Die gute CO2-Bilanz (Laden, Produktion) ist nicht mehr als eine Schimäre und hängt von den jeweiligen Berechnungen ab, die nicht einheitlich sind. Das E-Auto ist nicht mehr, so weit ist inzwischen auch die Politik, automatisch klimaneutral. Und das Laden bleibt eine Wissenschaft mit seinen Dutzenden Tarifen. Die Politik hat es verabsäumt, die Energieanbieter, die Länder- und Bundesbesitz sind, auf Service zu trimmen. Südund Osteuropa hängen beim Ausbau der Infrastruktur hinterher, und bei uns dauern die Genehmigungsverfahren (Wind- und Wasserkraft) nach wie vor zu lange.
Die Kunden behalten ihre Verbrenner-Autos länger, weil sie verunsichert sind und sich die teure E-Mobilität nicht leisten können. Dazu kommt der ruinöse Rabatt-Kampf, den Tesla angestoßen und der Millionen an Restwerte vernichtet hat. Auch das immer wieder beschworene Argument, dass E-Autos beim Service günstiger seien, bewahrheitet sich nicht ganz. Der Autovermieter Hertz stößt deshalb 20.000 Elektroautos ab.

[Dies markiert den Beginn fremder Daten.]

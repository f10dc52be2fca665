//! MapReduce master that schedules map and reduce tasks on remote workers.
//!
//! Worker crashes are handled by re-dispatching the task to another idle worker.
//! Master crashes are handled by a task log and a worker log: a restarted master
//! resumes the recorded phase and asks previously known workers to register
//! again.

use std::{fmt, str::FromStr};

use anyhow::{anyhow, Error};
use serde::{Deserialize, Serialize};

pub mod app;
pub mod config;
pub mod executor;
pub mod lab;
pub mod log_store;
pub mod net;
pub mod transport;

mod latch;
mod master;
mod pool;
mod recovery;
mod registry;
mod scheduler;
mod state;
mod worker;

#[cfg(test)]
mod testutil;

pub use config::{Job, MasterConfig};
pub use master::{JobStatus, Master};
pub use registry::MasterEndpoint;
pub use transport::WorkerTransport;
pub use worker::Worker;

labrpc::service! {
    service master_svc {
        fn register(worker: String) -> ();
    }
}

labrpc::service! {
    service worker_svc {
        fn do_task(args: DoTaskArgs) -> ();
        fn shutdown() -> usize;
        fn re_register(master: String) -> ();
    }
}

pub use master_svc::{Client as MasterClient, Server as MasterServer, Service as MasterService};
pub use worker_svc::{Client as WorkerClient, Server as WorkerServer, Service as WorkerService};

/// User map function: `(file name, contents) -> pairs`.
pub type MapFn = fn(&str, &str) -> Vec<KeyValue>;

/// User reduce function: `(key, all values of key) -> value`.
pub type ReduceFn = fn(&str, &[String]) -> String;

/// Stage of a job that owns an indexed set of tasks.
#[derive(Debug, Clone, Copy, PartialEq, Eq, Hash, Serialize, Deserialize)]
pub enum Phase {
    Map,
    Reduce,
    Merge,
}

impl fmt::Display for Phase {
    fn fmt(&self, f: &mut fmt::Formatter<'_>) -> fmt::Result {
        let name = match self {
            Phase::Map => "Map",
            Phase::Reduce => "Reduce",
            Phase::Merge => "Merge",
        };
        f.write_str(name)
    }
}

impl FromStr for Phase {
    type Err = Error;

    fn from_str(s: &str) -> Result<Self, Self::Err> {
        match s {
            "Map" => Ok(Phase::Map),
            "Reduce" => Ok(Phase::Reduce),
            "Merge" => Ok(Phase::Merge),
            _ => Err(anyhow!("unknown phase {:?}", s)),
        }
    }
}

#[derive(Debug, Clone, PartialEq, Eq, Serialize, Deserialize)]
pub struct KeyValue {
    pub key: String,
    pub value: String,
}

impl KeyValue {
    pub fn new(key: impl Into<String>, value: impl Into<String>) -> Self {
        Self {
            key: key.into(),
            value: value.into(),
        }
    }
}

/// Everything a worker needs to run one task.
#[derive(Debug, Clone, PartialEq, Eq, Serialize, Deserialize)]
pub struct DoTaskArgs {
    pub job_name: String,
    pub phase: Phase,
    /// Input file, only meaningful for map tasks.
    pub file: String,
    pub task_number: usize,
    /// Task count of the other phase: partitions to write for a mapper, map
    /// outputs to collect for a reducer.
    pub num_other_phase: usize,
}

#[cfg(test)]
mod tests {
    use super::*;

    #[test]
    fn test_phase_names() {
        for phase in [Phase::Map, Phase::Reduce, Phase::Merge] {
            assert_eq!(phase.to_string().parse::<Phase>().unwrap(), phase);
        }
        assert!("mapPhase".parse::<Phase>().is_err());
        assert!("".parse::<Phase>().is_err());
    }
}
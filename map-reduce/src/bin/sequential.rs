use std::path::PathBuf;

use anyhow::{bail, Result};
use log::info;
use structopt::StructOpt;

use map_reduce::app::wc::{map, reduce};
use map_reduce::{Job, JobStatus, Master, MasterConfig};

#[derive(StructOpt, Debug)]
#[structopt(name = env!("CARGO_PKG_NAME"), version = env!("CARGO_PKG_VERSION"), about = env!("CARGO_PKG_DESCRIPTION"), author = env!("CARGO_PKG_AUTHORS"))]
struct Opt {
    /// Files to process
    #[structopt(name = "FILE", required = true)]
    files: Vec<String>,

    /// Job name, used in the names of every output file
    #[structopt(long, default_value = "wcseq")]
    job: String,

    #[structopt(long, default_value = "3")]
    nreduce: usize,

    /// Directory for intermediate and result files
    #[structopt(long, default_value = "target", parse(from_os_str))]
    dir: PathBuf,
}

#[tokio::main]
async fn main() -> Result<()> {
    pretty_env_logger::init();

    let opt = Opt::from_args();
    let config = MasterConfig {
        address: "sequential".to_owned(),
        log_dir: opt.dir.clone(),
        work_dir: opt.dir,
        ..MasterConfig::default()
    };
    let m = Master::sequential(config, Job::new(opt.job, opt.files, opt.nreduce), map, reduce)?;
    match m.wait().await {
        JobStatus::Done => {
            info!("result in {}", m.result_path().display());
            Ok(())
        }
        status => bail!("job ended with {:?}", status),
    }
}
use crate::network::NetworkPackage;
use anyhow::Result;
use tokio::sync::mpsc::Sender;

#[async_trait::async_trait]
pub trait Server {
    type Service;
    fn from_service(svc: Self::Service) -> Self;
    fn client_chan(&self) -> Sender<NetworkPackage>;
    /// Serve one request. An `Err` means the server itself is broken (closed
    /// channel, undecodable request) and must be rebuilt; errors returned by the
    /// service are sent back to the caller instead.
    async fn handle(&mut self) -> Result<()>;
    async fn run(&mut self) -> Result<()> {
        loop {
            self.handle().await?;
        }
    }
}
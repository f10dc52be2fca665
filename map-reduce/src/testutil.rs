//! Scriptable in-memory transport for unit tests.

use std::collections::{HashMap, HashSet};
use std::sync::{Arc, Mutex};

use anyhow::{bail, Result};
use async_trait::async_trait;

use crate::transport::WorkerTransport;
use crate::{DoTaskArgs, Phase};

type Hook = Arc<dyn Fn() + Send + Sync>;

#[derive(Default)]
struct Script {
    down: HashSet<String>,
    /// Tasks whose next attempt fails.
    fail_once: HashSet<(Phase, usize)>,
    /// Tasks that never answer.
    hang: HashSet<(Phase, usize)>,
    processed: HashMap<String, usize>,
    calls: Vec<(String, Phase, usize, bool)>,
    shutdowns: Vec<String>,
    re_registers: Vec<(String, String)>,
    on_shutdown: Option<Hook>,
}

#[derive(Clone, Default)]
pub(crate) struct FakeTransport {
    script: Arc<Mutex<Script>>,
}

impl FakeTransport {
    pub fn new() -> Self {
        Self::default()
    }

    pub fn set_down(&self, worker: &str) {
        self.script.lock().unwrap().down.insert(worker.to_owned());
    }

    pub fn fail_once(&self, phase: Phase, index: usize) {
        self.script.lock().unwrap().fail_once.insert((phase, index));
    }

    pub fn hang(&self, phase: Phase, index: usize) {
        self.script.lock().unwrap().hang.insert((phase, index));
    }

    pub fn set_processed(&self, worker: &str, n: usize) {
        self.script
            .lock()
            .unwrap()
            .processed
            .insert(worker.to_owned(), n);
    }

    /// Run `f` on every Shutdown, before it is answered.
    pub fn on_shutdown(&self, f: impl Fn() + Send + Sync + 'static) {
        self.script.lock().unwrap().on_shutdown = Some(Arc::new(f));
    }

    /// `(worker, phase, index, succeeded)` for every DoTask, in call order.
    pub fn calls(&self) -> Vec<(String, Phase, usize, bool)> {
        self.script.lock().unwrap().calls.clone()
    }

    pub fn successes(&self, phase: Phase, index: usize) -> usize {
        self.calls()
            .iter()
            .filter(|(_, p, i, ok)| *p == phase && *i == index && *ok)
            .count()
    }

    pub fn shutdowns(&self) -> Vec<String> {
        self.script.lock().unwrap().shutdowns.clone()
    }

    pub fn re_registers(&self) -> Vec<(String, String)> {
        self.script.lock().unwrap().re_registers.clone()
    }
}

#[async_trait]
impl WorkerTransport for FakeTransport {
    async fn do_task(&self, worker: &str, args: DoTaskArgs) -> Result<()> {
        let task = (args.phase, args.task_number);
        let (ok, hang) = {
            let mut s = self.script.lock().unwrap();
            let hang = s.hang.contains(&task);
            let ok = !hang && !s.down.contains(worker) && !s.fail_once.remove(&task);
            s.calls.push((worker.to_owned(), task.0, task.1, ok));
            (ok, hang)
        };
        if hang {
            futures::future::pending::<()>().await;
        }
        if !ok {
            bail!("{} failed task {:?}", worker, task);
        }
        Ok(())
    }

    async fn shutdown(&self, worker: &str) -> Result<usize> {
        let hook = self.script.lock().unwrap().on_shutdown.clone();
        if let Some(hook) = hook {
            hook();
        }
        let mut s = self.script.lock().unwrap();
        s.shutdowns.push(worker.to_owned());
        if s.down.contains(worker) {
            bail!("{} is down", worker);
        }
        Ok(s.processed.get(worker).copied().unwrap_or(0))
    }

    async fn re_register(&self, worker: &str, master: &str) -> Result<()> {
        let mut s = self.script.lock().unwrap();
        s.re_registers.push((worker.to_owned(), master.to_owned()));
        if s.down.contains(worker) {
            bail!("{} is down", worker);
        }
        Ok(())
    }
}
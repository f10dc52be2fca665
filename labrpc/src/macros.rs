/// Declare an RPC service.
///
/// Expands to a module holding the request type, a `Service` trait to
/// implement, a cloneable `Client` and a `Server` that can be registered on a
/// [`Network`](crate::Network).
///
/// ```ignore
/// labrpc::service! {
///     service echo_svc {
///         fn echo(msg: String) -> String;
///     }
/// }
/// ```
#[macro_export]
macro_rules! service {
    () => {
        compile_error!("empty service is not allowed");
    };
    (
        $(#[$service_attr:meta])*
        service $svc_name:ident {
            $(
                $(#[$method_attr:meta])*
                fn $method_name:ident($($arg_id:ident: $arg_ty:ty),*) -> $output:ty;
            )*
        }
    ) => {
        #[allow(missing_docs)]
        $(#[$service_attr])*
        pub mod $svc_name {
            use super::*;

            use $crate::network::NetworkPackage;
            use $crate::{server, client};

            use $crate::tokio::sync::mpsc::{self, Sender, Receiver};
            use $crate::serde_json;
            use $crate::serde::{Serialize, Deserialize};
            use $crate::anyhow::{Result, anyhow};
            use $crate::async_trait;
            use $crate::log::{trace, warn};


            #[derive(Debug, Deserialize, Serialize)]
            pub enum Request {
                $(
                    #[allow(non_camel_case_types)]
                    $method_name {  $($arg_id : $arg_ty),* }
                ),*
            }

            mod response {
                use super::*;
                $(
                    #[derive(Deserialize, Serialize)]
                    #[allow(non_camel_case_types)]
                    pub struct $method_name {
                        pub data: std::result::Result<$output, String>
                    }
                )*
            }

            #[async_trait]
            pub trait Service: Send + 'static {
                $(
                    $(#[$method_attr])*
                    async fn $method_name(&mut self, $($arg_id : $arg_ty),* ) -> Result<$output>;
                )*
            }

            #[derive(Debug, Clone)]
            pub struct Client {
                server_id: String,
                tx: Sender<NetworkPackage>,
            }

            impl Client {
                $(
                    pub async fn $method_name(&self, $($arg_id : $arg_ty),* ) -> Result<$output> {
                        let req = Request::$method_name {
                            $($arg_id),*
                        };
                        let resp = self.call(serde_json::to_string(&req)?).await?;
                        let resp: response::$method_name = serde_json::from_str(&resp)?;
                        resp.data.map_err(|e| anyhow!("{}: {}", self.server_id, e))
                    }
                )*

                pub async fn call(&self, req: String) -> Result<String> {
                    let (tx, mut rx) = mpsc::channel(1);
                    self.tx.send(NetworkPackage{to: self.server_id.clone(), reply: tx, data: req.clone()}).await?;
                    if let Some(resp) = rx.recv().await {
                        trace!("req: {}, resp: {}", req, &resp);
                        Ok(resp)
                    } else {
                        Err(anyhow!("unable to receive from server {}", self.server_id))
                    }
                }
            }

            impl client::Client for Client {
                fn from_server(server_id: String, net_tx: Sender<NetworkPackage>) -> Self {
                    Self {
                        server_id,
                        tx: net_tx,
                    }
                }
            }

            #[derive(Debug)]
            pub struct Server<T: Service + Send> {
                svc: T,
                tx: Sender<NetworkPackage>,
                rx: Receiver<NetworkPackage>,
            }

            #[async_trait]
            impl<T: Service + Send> server::Server for Server<T> {
                type Service = T;

                fn from_service(svc: Self::Service) -> Self {
                    let (tx, rx) = mpsc::channel(100);
                    Self {svc, tx, rx}
                }

                fn client_chan(&self) -> Sender<NetworkPackage> {
                    self.tx.clone()
                }

                async fn handle(&mut self) -> Result<()> {
                    let NetworkPackage { to, reply, data } = self
                        .rx
                        .recv()
                        .await
                        .ok_or_else(|| anyhow!("expected sender"))?;
                    trace!("{} handle recv: {}", to, &data);
                    let req: Request = serde_json::from_str(&data)?;
                    let resp = match req {
                        $(
                            Request::$method_name { $($arg_id),* } => {
                                let data = self
                                    .svc
                                    .$method_name($($arg_id),* )
                                    .await
                                    .map_err(|e| format!("{:#}", e));
                                if let Err(e) = &data {
                                    warn!("{}.{} failed: {}", to, stringify!($method_name), e);
                                }
                                serde_json::to_string(&response::$method_name { data })?
                            }
                        )*
                    };
                    trace!("{} handle send: {}", to, &resp);
                    // The caller may have timed out and dropped its receiver.
                    if reply.send(resp).await.is_err() {
                        trace!("{}: caller went away", to);
                    }
                    Ok(())
                }
            }
        }
    };
}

Inzwischen setzt sich der Hausverstand durch, dass es ein Mix aus unterschiedlichsten Antrieben sein müsse, damit man die CO2-Bilanz verbessert. Alle haben ihre Stärken und Schwächen, egal, ob es jetzt EFuels sind oder Wasserstoffantriebe. Eindrucksvoll hat die neue Sichtweise Bosch-Chef Stefan Hartung erklärt. Wenn man die jährliche Fertigungskapazität der Autoindustrie von rund 90 Millionen Fahrzeugen zugrunde lege und ab sofort nur noch E-Autos bauen würde, würde es mindestens 16 Jahre dauern, um die gesamte Fahrzeugflotte auszutauschen. Daher sei es plausibel, von mindestens der doppelten Anzahl an Jahren auszugehen. Das sagte er dem Portal „The Pioneer“.
Auch Vordenker des Wiener Motorensymposiums treten für Technologieoffenheit ein. Der weltweite Bedarf an Primärenergie für Industrie, Verkehr, Gebäude, Landwirtschaft und andere Anwendungen sei bereits jetzt enorm und werde bis 2050 um 25 Prozent steigen, hier müsse man defossilisieren, rechnet Uwe Dieter Grebe, Vorstand bei AVL List vor. Er betont aber auch: Die politische Entscheidung für die Elektromobilität in Europa sei langfristig „absolut richtig“– mit nachhaltiger Stromproduktion. Das E-Auto ist damit nicht am Ende, aber auch nicht die einzige Lösung.
Rund um den Globus gibt es geschätzte 1,4 Milliarden Autos. Wenn man die jährliche Fertigungskapazität der weltweiten Autoindustrie von rund 90 Millionen Fahrzeugen zugrunde legt und ab sofort nur noch E-Autos baut, würde es mindestens 16 Jahre dauern, um die gesamte Fahrzeugflotte auszutauschen.